Prompt:
Reproduce the opening lines of the records exactly, please, stopping after the line that contains "mod testing;".

Information given:

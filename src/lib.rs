// src/lib.rs

pub mod app;
pub mod auth;
pub mod config;
pub mod error;
pub mod history;
pub mod jobs;
pub mod logging;
pub mod ndjson;
pub mod orchestrator;
pub mod tables;
pub mod uploader;
pub mod warehouse;

#[cfg(test)]
mod testing;
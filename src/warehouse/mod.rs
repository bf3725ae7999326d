// src/warehouse/mod.rs

pub mod client;
pub mod types;
pub mod upload;

pub use client::BigQueryClient;
pub use types::*;

use crate::error::WarehouseError;
use std::{fmt, path::Path};

/// Data handed to a load job.
///
/// Files are streamed from disk as-is, so gzip input stays compressed on the
/// wire and BigQuery decompresses it.
#[derive(Debug, Clone, Copy)]
pub enum LoadSource<'a> {
    Bytes(&'a [u8]),
    File(&'a Path),
}

impl fmt::Display for LoadSource<'_> {
    fn fmt(&self, f: &mut fmt::Formatter<'_>) -> fmt::Result {
        match self {
            LoadSource::Bytes(bytes) => write!(f, "{} in-memory bytes", bytes.len()),
            LoadSource::File(path) => write!(f, "{}", path.display()),
        }
    }
}

/// The data-warehouse operations the uploader relies on.
///
/// An implementation is bound to a single project and dataset; table ids are
/// resolved inside that dataset. All calls block until the server answers.
pub trait Warehouse {
    fn project_id(&self) -> &str;

    fn dataset_id(&self) -> &str;

    fn get_table(&self, table_id: &str) -> Result<Table, WarehouseError>;

    fn create_table(&self, table_id: &str, schema: &TableSchema) -> Result<Table, WarehouseError>;

    fn list_tables(&self) -> Result<Vec<TableReference>, WarehouseError>;

    /// Submit a load job reading its rows from `source`.
    fn run_load_job(
        &self,
        load: &JobConfigurationLoad,
        source: LoadSource<'_>,
    ) -> Result<Job, WarehouseError>;

    fn get_job(&self, job_id: &str) -> Result<Job, WarehouseError>;

    fn stream_insert_row(
        &self,
        table_id: &str,
        request: &InsertAllRequest,
    ) -> Result<InsertAllResponse, WarehouseError>;

    fn run_query(&self, request: &QueryRequest) -> Result<QueryResponse, WarehouseError>;

    fn table_ref(&self, table_id: &str) -> TableReference {
        TableReference {
            project_id: self.project_id().to_string(),
            dataset_id: self.dataset_id().to_string(),
            table_id: table_id.to_string(),
        }
    }
}
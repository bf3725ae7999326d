// src/error.rs

use thiserror::Error;

/// Everything the warehouse collaborator can report back.
///
/// `NotFound` and `AlreadyExists` are expected negative results that callers
/// branch on; every other variant is fatal for the operation in progress.
#[derive(Error, Debug)]
pub enum WarehouseError {
    #[error("not found: {0}")]
    NotFound(String),

    #[error("already exists: {0}")]
    AlreadyExists(String),

    #[error("BigQuery API error (HTTP {status}): {message}")]
    Api { status: u16, message: String },

    #[error("transport error: {0}")]
    Transport(#[from] reqwest::Error),

    #[error("BigQuery client error: {0}")]
    Client(String),

    #[error("reading load source: {0}")]
    Io(#[from] std::io::Error),

    #[error("could not decode response: {0}")]
    Decode(#[from] serde_json::Error),
}

impl WarehouseError {
    pub fn is_not_found(&self) -> bool {
        matches!(self, WarehouseError::NotFound(_))
    }

    pub fn is_already_exists(&self) -> bool {
        matches!(self, WarehouseError::AlreadyExists(_))
    }
}

/// Argument/validation failures. These never reach the network.
#[derive(Error, Debug, PartialEq, Eq)]
pub enum ConfigError {
    #[error("Please provide Google BigQuery {0} with -{0} option")]
    MissingRequired(&'static str),

    #[error("Nothing to do. must provide -bqFile option")]
    NothingToDo,

    #[error("-schemaFile required with -createTable option")]
    SchemaFileRequired,

    #[error("-writeDisposition must be one of WRITE_APPEND (default), WRITE_EMPTY or WRITE_TRUNCATE, got `{0}`")]
    InvalidWriteDisposition(String),

    #[error("-uploadType must be one of census or extension, got `{0}`")]
    InvalidUploadType(String),

    #[error("-pollingInterval must be at least 1 second")]
    InvalidPollingInterval,
}
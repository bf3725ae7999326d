// src/warehouse/upload.rs
//
// Load jobs with local source data go through BigQuery's resumable media
// upload: one POST opens a session with the job metadata, one PUT streams the
// bytes. The BigQuery client library only submits jobs over GCS URIs.

use anyhow::{bail, Context, Result};
use reqwest::{
    header::{AUTHORIZATION, CONTENT_LENGTH, LOCATION},
    Body, Client, Response,
};
use serde_json::Value;
use std::time::Duration;
use tracing::{debug, instrument};
use url::Url;

use super::types::Job;
use super::LoadSource;
use crate::error::WarehouseError;

pub const DEFAULT_UPLOAD_URL: &str = "https://bigquery.googleapis.com";
pub const UPLOAD_URL_ENV: &str = "BIGQUERY_UPLOAD_URL";

pub struct MediaUploader {
    http: Client,
    base: Url,
}

impl MediaUploader {
    pub fn new(http: Client, base_url: &str) -> Result<Self> {
        let base = Url::parse(base_url).with_context(|| format!("parsing upload url {base_url}"))?;
        if base.cannot_be_a_base() {
            bail!("upload url {base_url} cannot be used as a base url");
        }
        Ok(Self { http, base })
    }

    /// No overall timeout: a large file may legitimately take a while.
    pub fn default_http() -> Result<Client> {
        Client::builder()
            .connect_timeout(Duration::from_secs(30))
            .build()
            .context("building HTTP client")
    }

    fn sessions_url(&self, project_id: &str) -> Url {
        let mut url = self.base.clone();
        if let Ok(mut path) = url.path_segments_mut() {
            path.pop_if_empty()
                .extend(["upload", "bigquery", "v2", "projects", project_id, "jobs"]);
        }
        url.query_pairs_mut().append_pair("uploadType", "resumable");
        url
    }

    /// Open an upload session for `job` and stream `source` into it.
    ///
    /// `authorization` is a complete header value, e.g. `Bearer ya29...`.
    #[instrument(level = "debug", skip(self, authorization, job, source))]
    pub async fn insert_load_job(
        &self,
        authorization: &str,
        project_id: &str,
        job: &Job,
        source: LoadSource<'_>,
    ) -> Result<Job, WarehouseError> {
        let (body, len) = body_for(source).await?;
        let resp = self
            .http
            .post(self.sessions_url(project_id))
            .header(AUTHORIZATION, authorization)
            .header("X-Upload-Content-Type", "application/octet-stream")
            .json(job)
            .send()
            .await?;
        let resp = check(resp, "open load upload session").await?;
        let session = resp
            .headers()
            .get(LOCATION)
            .and_then(|v| v.to_str().ok())
            .ok_or_else(|| WarehouseError::Api {
                status: resp.status().as_u16(),
                message: "upload session response carried no Location header".to_string(),
            })?
            .to_string();
        debug!(%session, bytes = len, "upload session opened");

        let resp = self
            .http
            .put(session)
            .header(AUTHORIZATION, authorization)
            .header(CONTENT_LENGTH, len)
            .body(body)
            .send()
            .await?;
        let resp = check(resp, "upload load data").await?;
        Ok(resp.json().await?)
    }
}

async fn body_for(source: LoadSource<'_>) -> Result<(Body, u64), WarehouseError> {
    match source {
        LoadSource::Bytes(bytes) => Ok((Body::from(bytes.to_vec()), bytes.len() as u64)),
        LoadSource::File(path) => {
            let file = tokio::fs::File::open(path).await?;
            let len = file.metadata().await?.len();
            Ok((Body::from(file), len))
        }
    }
}

async fn check(resp: Response, what: &str) -> Result<Response, WarehouseError> {
    let status = resp.status();
    if status.is_success() {
        return Ok(resp);
    }
    let body = resp.text().await?;
    let message = api_error_message(&body).unwrap_or(body);
    debug!(status = status.as_u16(), %message, "{what} failed");
    Err(super::client::status_error(status.as_u16(), format!("{what}: {message}")))
}

/// Pull `error.message` out of a Google JSON error body.
fn api_error_message(body: &str) -> Option<String> {
    let v: Value = serde_json::from_str(body).ok()?;
    v.get("error")?
        .get("message")?
        .as_str()
        .map(str::to_string)
}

Exercise response:
filename src/lib.rs
// src/lib.rs

pub mod app;
pub mod auth;
pub mod config;
pub mod error;
pub mod history;
pub mod jobs;
pub mod logging;
pub mod ndjson;
pub mod orchestrator;
pub mod tables;
pub mod uploader;
pub mod warehouse;

#[cfg(test)]
mod testing;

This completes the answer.